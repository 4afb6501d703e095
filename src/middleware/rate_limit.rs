use std::collections::HashMap;
use std::future::Future;
use std::pin::Pin;
use std::rc::Rc;
use std::sync::{Arc, Mutex};
use std::time::{Duration, Instant};

use actix_web::body::EitherBody;
use actix_web::dev::{Service, ServiceRequest, ServiceResponse, Transform};
use actix_web::http::header;
use actix_web::{Error, ResponseError};
use futures::future::{ready, Ready};

use crate::config::RateLimitConfig;
use crate::error::AppError;

pub const RATE_LIMITED_MESSAGE: &str = "Too many requests from this IP, please try again later.";

const LIMITED_PREFIX: &str = "/api";

#[derive(Debug, Clone, Copy)]
struct Window {
    started: Instant,
    count: u32,
}

#[derive(Debug)]
struct Windows {
    by_client: HashMap<String, Window>,
    last_pruned: Instant,
}

/// Fixed-window request counter per client address, shared by all workers
#[derive(Debug)]
pub struct RateLimiter {
    max_requests: u32,
    window: Duration,
    windows: Mutex<Windows>,
}

impl RateLimiter {
    pub fn new(config: RateLimitConfig) -> Self {
        RateLimiter {
            max_requests: config.max_requests,
            window: Duration::from_secs(config.window_seconds),
            windows: Mutex::new(Windows {
                by_client: HashMap::new(),
                last_pruned: Instant::now(),
            }),
        }
    }

    pub fn is_enabled(&self) -> bool {
        self.max_requests > 0 && !self.window.is_zero()
    }

    /// Counts one request for `client`. `Err` carries the time left in the window.
    pub fn check(&self, client: &str, now: Instant) -> Result<(), Duration> {
        if !self.is_enabled() {
            return Ok(());
        }

        // counts stay valid if another worker panicked while holding the lock
        let mut windows = self.windows.lock().unwrap_or_else(|poisoned| poisoned.into_inner());

        if now.saturating_duration_since(windows.last_pruned) >= self.window {
            let window = self.window;
            windows
                .by_client
                .retain(|_, w| now.saturating_duration_since(w.started) < window);
            windows.last_pruned = now;
        }

        let entry = windows
            .by_client
            .entry(client.to_string())
            .or_insert(Window { started: now, count: 0 });
        if now.saturating_duration_since(entry.started) >= self.window {
            *entry = Window { started: now, count: 0 };
        }

        if entry.count >= self.max_requests {
            return Err(self.window.saturating_sub(now.saturating_duration_since(entry.started)));
        }
        entry.count += 1;
        Ok(())
    }

    #[cfg(test)]
    fn tracked_clients(&self) -> usize {
        self.windows
            .lock()
            .map(|w| w.by_client.len())
            .unwrap_or_else(|poisoned| poisoned.into_inner().by_client.len())
    }
}

/// Applies a [`RateLimiter`] to every request under `/api`
pub struct RateLimit {
    limiter: Arc<RateLimiter>,
}

impl RateLimit {
    pub fn new(limiter: Arc<RateLimiter>) -> Self {
        RateLimit { limiter }
    }
}

impl<S, B> Transform<S, ServiceRequest> for RateLimit
where
    S: Service<ServiceRequest, Response = ServiceResponse<B>, Error = Error> + 'static,
    S::Future: 'static,
    B: 'static,
{
    type Response = ServiceResponse<EitherBody<B>>;
    type Error = Error;
    type Transform = RateLimitService<S>;
    type InitError = ();
    type Future = Ready<Result<Self::Transform, Self::InitError>>;

    fn new_transform(&self, service: S) -> Self::Future {
        ready(Ok(RateLimitService {
            service: Rc::new(service),
            limiter: self.limiter.clone(),
        }))
    }
}

pub struct RateLimitService<S> {
    service: Rc<S>,
    limiter: Arc<RateLimiter>,
}

impl<S, B> Service<ServiceRequest> for RateLimitService<S>
where
    S: Service<ServiceRequest, Response = ServiceResponse<B>, Error = Error> + 'static,
    S::Future: 'static,
    B: 'static,
{
    type Response = ServiceResponse<EitherBody<B>>;
    type Error = Error;
    type Future = Pin<Box<dyn Future<Output = Result<Self::Response, Self::Error>>>>;

    actix_web::dev::forward_ready!(service);

    fn call(&self, req: ServiceRequest) -> Self::Future {
        let service = self.service.clone();
        let limiter = self.limiter.clone();

        Box::pin(async move {
            if req.path().starts_with(LIMITED_PREFIX) {
                let client = req
                    .connection_info()
                    .realip_remote_addr()
                    .unwrap_or("unknown")
                    .to_string();

                if let Err(retry_after) = limiter.check(&client, Instant::now()) {
                    tracing::warn!(client = %client, path = %req.path(), "rate limit exceeded");
                    let mut response = AppError::TooManyRequests(RATE_LIMITED_MESSAGE.to_string()).error_response();
                    response
                        .headers_mut()
                        .insert(header::RETRY_AFTER, header::HeaderValue::from(retry_after.as_secs().max(1)));
                    return Ok(req.into_response(response).map_into_right_body());
                }
            }

            service.call(req).await.map(ServiceResponse::map_into_left_body)
        })
    }
}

BRIEF: Apply a filter for "crate" to the data above, then copy each line that matches.

ANSWER BOX:
use crate::config::RateLimitConfig;
use crate::error::AppError;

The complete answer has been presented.